On 30 Oct 2017 6:28 am, "Gryllos Prokopis" ***@***.***> wrote: also the way I see it the threshold calibration functionality should be offered through the CalibratedClassifierCV class (mainly because the name is so broad that covers all calibration practises), which currently offers probability estimation calibration, and one should be able to choose whether to use the threshold calibration or the probability calibration or both. What do you think? — You are receiving this because you were mentioned. Reply to this email directly, view it on GitHub <#8614 (comment)>, or mute the thread <https://github.com/notifications/unsubscribe-auth/AAEz6_jYMmQmOezCFyldzRv0QUGX95fbks5sxNHbgaJpZM4Mh6Hm> .

jnothman · 2017-10-29T22:12:52Z

I think this should maybe be a separate class but I'm not sure. I'm not really familiar with the algorithms. CalibratedClassifierCV already defines predict in the multiclass case as the argmax over calibrated probabilities. I suppose we could choose threshold calibration without probability calibration in that class with a method switch, but the fact that one handles multiclass and the other is only binary may lead to confusion.

PGryllos · 2017-10-30T08:24:43Z

in multilabel you should calibrate each output column independently

do you mean that the threshold calibration should be used only for binary classification?
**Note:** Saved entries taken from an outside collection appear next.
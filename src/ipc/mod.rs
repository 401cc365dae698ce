//! IPC module for the identity bridge.
//!
//! Unix-socket communication only; one short-lived connection per request.

mod connections;
mod handler;
mod protocol;
mod server;

pub use connections::{ConnectionConfig, ConnectionGuard, ConnectionPool, OwnedConnectionGuard};
pub use handler::{handle_connection, HandlerConfig, HandlerError};
pub use protocol::{
    Command, ProtocolError, Request, Response, DEFAULT_MAX_LINE_LEN, RECORD_SEP,
};
pub use server::{run_server, ServerError};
jnothman · 2017-10-30T10:59:05Z

does it make sense beyond binary and multilabel classification? only in those do we tend to predict by threshold

PGryllos · 2017-10-30T12:20:30Z

@jnothman sorry I was using multilabel interchangeably with multiclass. When earlier I asked about multilabel I really meant multiclass. So I guess the threshold classification will not concern multiclass problems but only binary and mutilabel. So to answer the original question I made some comments above In the later case the classifier may also predict no label, if no threshold is being met.
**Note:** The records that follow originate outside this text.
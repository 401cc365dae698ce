//! firesock - local identity bridge.
//!
//! A daemon listening on a Unix domain socket so non-privileged local
//! processes can delegate identity-token verification and user-profile
//! lookup to a trusted external identity provider, without holding
//! provider credentials or embedding the provider's client library.
//!
//! Each client connection carries exactly one two-line request (command
//! code, payload) and receives at most one response line; the connection
//! is then closed. See `ipc::protocol` for the wire format.
//!
//! # Failure isolation
//!
//! Connections are independent units of failure: a broken client, a
//! malformed request, or a provider error never affects the listener or
//! other in-flight connections. The only fatal errors are listener-level
//! (stale-socket unlink, bind).

pub mod config;
pub mod ipc;
pub mod provider;
pub mod shutdown;
pub mod telemetry;

pub use config::{load, EnvConfig, DEFAULT_SOCKET_PATH};
pub use provider::{AuthResult, IdentityProvider, ProviderError, UserProfile};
I also agree with your point (now that I see multilabel and multiclass differently :p ) that it would be confusing if both functionalities were in the same class

PGryllos · 2017-11-22T12:54:09Z

But in binary case this is exactly equivalent of using 0.5 cutoff...

I am not sure if there are classifiers that produce un-thresholded scores instead of probabilities in which case I am not sure if you can say that the decision threshold is 0.5.

For the second part of the comment, it seems to me that the same can be achieved by allowing the user to decide which of the two metrics to optimise with what minimum value of the other (the third point described in the first comment). I am not confident enough to say whether allowing the user to specify custom cost functions would play nicely, I have to give it further thought, but I don't disagree with the idea per se. Maybe @amueller could give some feedback?

PGryllos · 2017-12-01T08:57:07Z

update I plan on making progress during the weekend; precisely I want to focus on the following

add the other mentioned methods for cut-off estimation
create examples to showcase the implementation

PGryllos · 2017-12-18T12:39:35Z

@amueller @jnothman I extended the implementation with two more methods for picking optimal cutoffs; changed naming and updated docstrings. I plan in the following days to add examples and tests. Do you think that at that point it will qualify for mrg review ?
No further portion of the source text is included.